CPA at relatively low doses, for instance 10–20 mg/day, has been reported in small studies to cause few to no side effects in men. Conversely, CPA at higher doses, for instance 100 mg/day or greater, has been reported to produce a variety of side effects in men including decreased libido, erectile dysfunction, gynecomastia, tiredness, weakness, decreased efficiency, weight gain, skin dryness, skin peeling, and decreased body hair (e.g., trunk and pubic region).
Side effect | High-dose (n = 602) (%) |
Low-dose (n = 226) (%) |
|
---|---|---|---|
Fatigue | 22.0 | 13.0 | |
Weight gain (>2 kg or >4.4 lbs) | 18.5 | 5.5 | |
Decreased libido | 10.0 | 6.0 | |
Breast discomfort | 9.2 | 15.0 | |
Nausea | 9.0 | 3.9 | |
Headaches | 7.3 | 10.4 | |
Depression | 5.1 | 2.0 | |
Irregular uterine bleeding | 3.5 | 7.2 | |
Sleep disturbance | 3.5 | – | |
Thrombophlebitis | 1.0 | 3.0 | |
Chloasma | 0.9 | – | |
Constipation | 0.5 | – | |
Thrombosis | 0.15 | 0.9 | |
Heavy legs or cramps | – | 4.6 | |
Footnotes: Sources: See template. |
Withdrawal
Adrenal insufficiency
Abrupt withdrawal of CPA can be harmful, and the package insert from Schering AG recommends the daily dose be reduced by no more than 50 mg at intervals of several weeks.

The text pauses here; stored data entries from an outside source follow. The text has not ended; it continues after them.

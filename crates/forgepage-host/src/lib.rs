//! Splitting a request host into the forge group name and domain.
//!
//! A forge serves every project homepage from a host of the form
//! `{group_name}.{domain}`. The group name addresses the project's
//! metadata endpoint on the forge; the domain addresses the forge itself.

/// The two substrings derived from a request host.
#[derive(Clone, Debug, PartialEq, Eq)]
pub struct HostParts {
    /// Text before the first period of the host.
    pub group_name: String,
    /// Text after the first period of the host.
    pub domain: String,
}

impl HostParts {
    /// Split a host at its first period.
    ///
    /// A host with no period yields both parts equal to the whole input.
    /// No port stripping, case folding, or validation is performed; a host
    /// carrying a port splits at the first period like any other string.
    pub fn parse(host: &str) -> HostParts {
        match host.split_once('.') {
            Some((group_name, domain)) => HostParts {
                group_name: group_name.to_string(),
                domain: domain.to_string(),
            },
            None => HostParts {
                group_name: host.to_string(),
                domain: host.to_string(),
            },
        }
    }
}
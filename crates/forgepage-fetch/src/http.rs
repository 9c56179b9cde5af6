use std::future::Future;
use std::pin::Pin;

use bytes::Bytes;
use futures_util::Stream;

/// A boxed stream type for HTTP response bodies.
///
/// The stream yields `Result<Bytes, E>` where E is the error type from the
/// HTTP client.
pub type BoxStream<'a, T> = Pin<Box<dyn Stream<Item = T> + Send + 'a>>;

/// Asynchronous HTTP client abstraction.
///
/// The minimal interface the fragment fetch needs: open a GET and stream
/// the body. Implementations handle their own redirect following, timeout
/// configuration, and status mapping.
///
/// # Implementations
///
/// - [`ReqwestClient`]: production implementation using `reqwest`
/// - Mock implementations for testing
pub trait HttpClient: Send + Sync {
    /// Error type for HTTP operations.
    type Error: std::error::Error + Send + 'static;

    /// Open a streaming GET and return the response body as a stream.
    ///
    /// # Errors
    ///
    /// Returns an error if the request fails (DNS failure, connection
    /// error, HTTP error status, etc.). Implementations should map
    /// non-success statuses to an error rather than streaming the body.
    fn get(
        &self,
        url: &str,
    ) -> impl Future<
        Output = std::result::Result<
            BoxStream<'static, std::result::Result<Bytes, Self::Error>>,
            Self::Error,
        >,
    > + Send;
}

#[cfg(feature = "reqwest")]
mod reqwest_impl {
    use std::time::Duration;

    use futures_util::StreamExt;

    use super::*;
    use crate::error::FetchError;

    /// Production HTTP client implementation using reqwest.
    pub struct ReqwestClient {
        client: reqwest::Client,
    }

    impl ReqwestClient {
        /// Create a client with an optional request timeout.
        ///
        /// `None` leaves the request unbounded.
        pub fn new(timeout: Option<Duration>) -> Result<Self, FetchError> {
            let mut builder = reqwest::Client::builder();
            if let Some(timeout) = timeout {
                builder = builder.timeout(timeout);
            }
            let client = builder
                .build()
                .map_err(|e| FetchError::Client(e.to_string()))?;
            Ok(Self { client })
        }
    }

    impl HttpClient for ReqwestClient {
        type Error = reqwest::Error;

        async fn get(
            &self,
            url: &str,
        ) -> std::result::Result<
            BoxStream<'static, std::result::Result<Bytes, Self::Error>>,
            Self::Error,
        > {
            let response = self.client.get(url).send().await?.error_for_status()?;
            let stream = response.bytes_stream().map(|result| result.map(Bytes::from));

            Ok(Box::pin(stream))
        }
    }
}

#[cfg(feature = "reqwest")]
pub use reqwest_impl::ReqwestClient;
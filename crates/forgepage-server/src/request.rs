use crate::error::ServerError;

/// One parsed HTTP/1.1 request head. The body, if any, is ignored: the
/// service answers a single page request per connection and closes.
#[derive(Clone, Debug)]
pub struct Request {
    pub method: String,
    pub target: String,
    pub headers: Vec<(String, String)>,
}

impl Request {
    /// Parse a request head (everything before the blank line).
    pub fn parse(head: &str) -> Result<Request, ServerError> {
        let mut lines = head.split("\r\n");
        let request_line = lines
            .next()
            .ok_or_else(|| ServerError::Malformed("empty request head".into()))?;

        let mut parts = request_line.split(' ');
        let method = parts
            .next()
            .filter(|m| !m.is_empty())
            .ok_or_else(|| ServerError::Malformed("missing method".into()))?;
        let target = parts
            .next()
            .ok_or_else(|| ServerError::Malformed("missing request target".into()))?;
        let version = parts
            .next()
            .ok_or_else(|| ServerError::Malformed("missing HTTP version".into()))?;
        if !version.starts_with("HTTP/") {
            return Err(ServerError::Malformed(format!(
                "bad HTTP version: {version}"
            )));
        }

        let mut headers = Vec::new();
        for line in lines {
            if line.is_empty() {
                continue;
            }
            let (name, value) = line
                .split_once(':')
                .ok_or_else(|| ServerError::Malformed(format!("bad header line: {line}")))?;
            headers.push((name.trim().to_string(), value.trim().to_string()));
        }

        Ok(Request {
            method: method.to_string(),
            target: target.to_string(),
            headers,
        })
    }

    /// First header with the given name, case-insensitively.
    pub fn header(&self, name: &str) -> Option<&str> {
        self.headers
            .iter()
            .find(|(n, _)| n.eq_ignore_ascii_case(name))
            .map(|(_, v)| v.as_str())
    }

    pub fn host(&self) -> Option<&str> {
        self.header("Host")
    }
}
//! Best-effort HTTP fetch of the remote project-title fragment.
//!
//! The fragment is decorative: a one-line HTML snippet served by the forge
//! at `http://{domain}/export/projtitl.php?group_name={group_name}`. The
//! fetch is single-shot with no retry; any failure yields `None` and the
//! page is rendered without the fragment.

mod error;
mod fragment;
mod http;

pub use error::FetchError;
pub use fragment::{FragmentFetcher, fragment_url};
pub use http::{BoxStream, HttpClient};

#[cfg(feature = "reqwest")]
pub use http::ReqwestClient;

The concern is the manner in which CPA affects the adrenal glands. Due to its glucocorticoid activity, high levels of CPA may reduce ACTH, resulting in adrenal insufficiency if discontinued abruptly. In addition, although CPA reduces androgen production in the gonads, it can increase the production of adrenal androgens, in some cases resulting in an overall rise in testosterone levels. Thus, the sudden withdrawal of CPA could result in undesirable androgenic effects. This is a particular concern because androgens, especially DHT, suppress adrenal function, further reducing corticosteroid production.
Suppression of adrenal function and reduced response to adrenocorticotropic hormone (ACTH) have been reported with CPA treatment. As a result, adrenal insufficiency and hence low cortisol and aldosterone levels and ACTH responsiveness can occur upon discontinuation of CPA. Low aldosterone levels may lead to hyponatremia (sodium loss) and hyperkalemia (excess potassium). Patients taking CPA should have their cortisol levels and electrolytes monitored, and if hyperkalemia develops, should reduce the consumption of foods with high potassium content or discontinue the medication.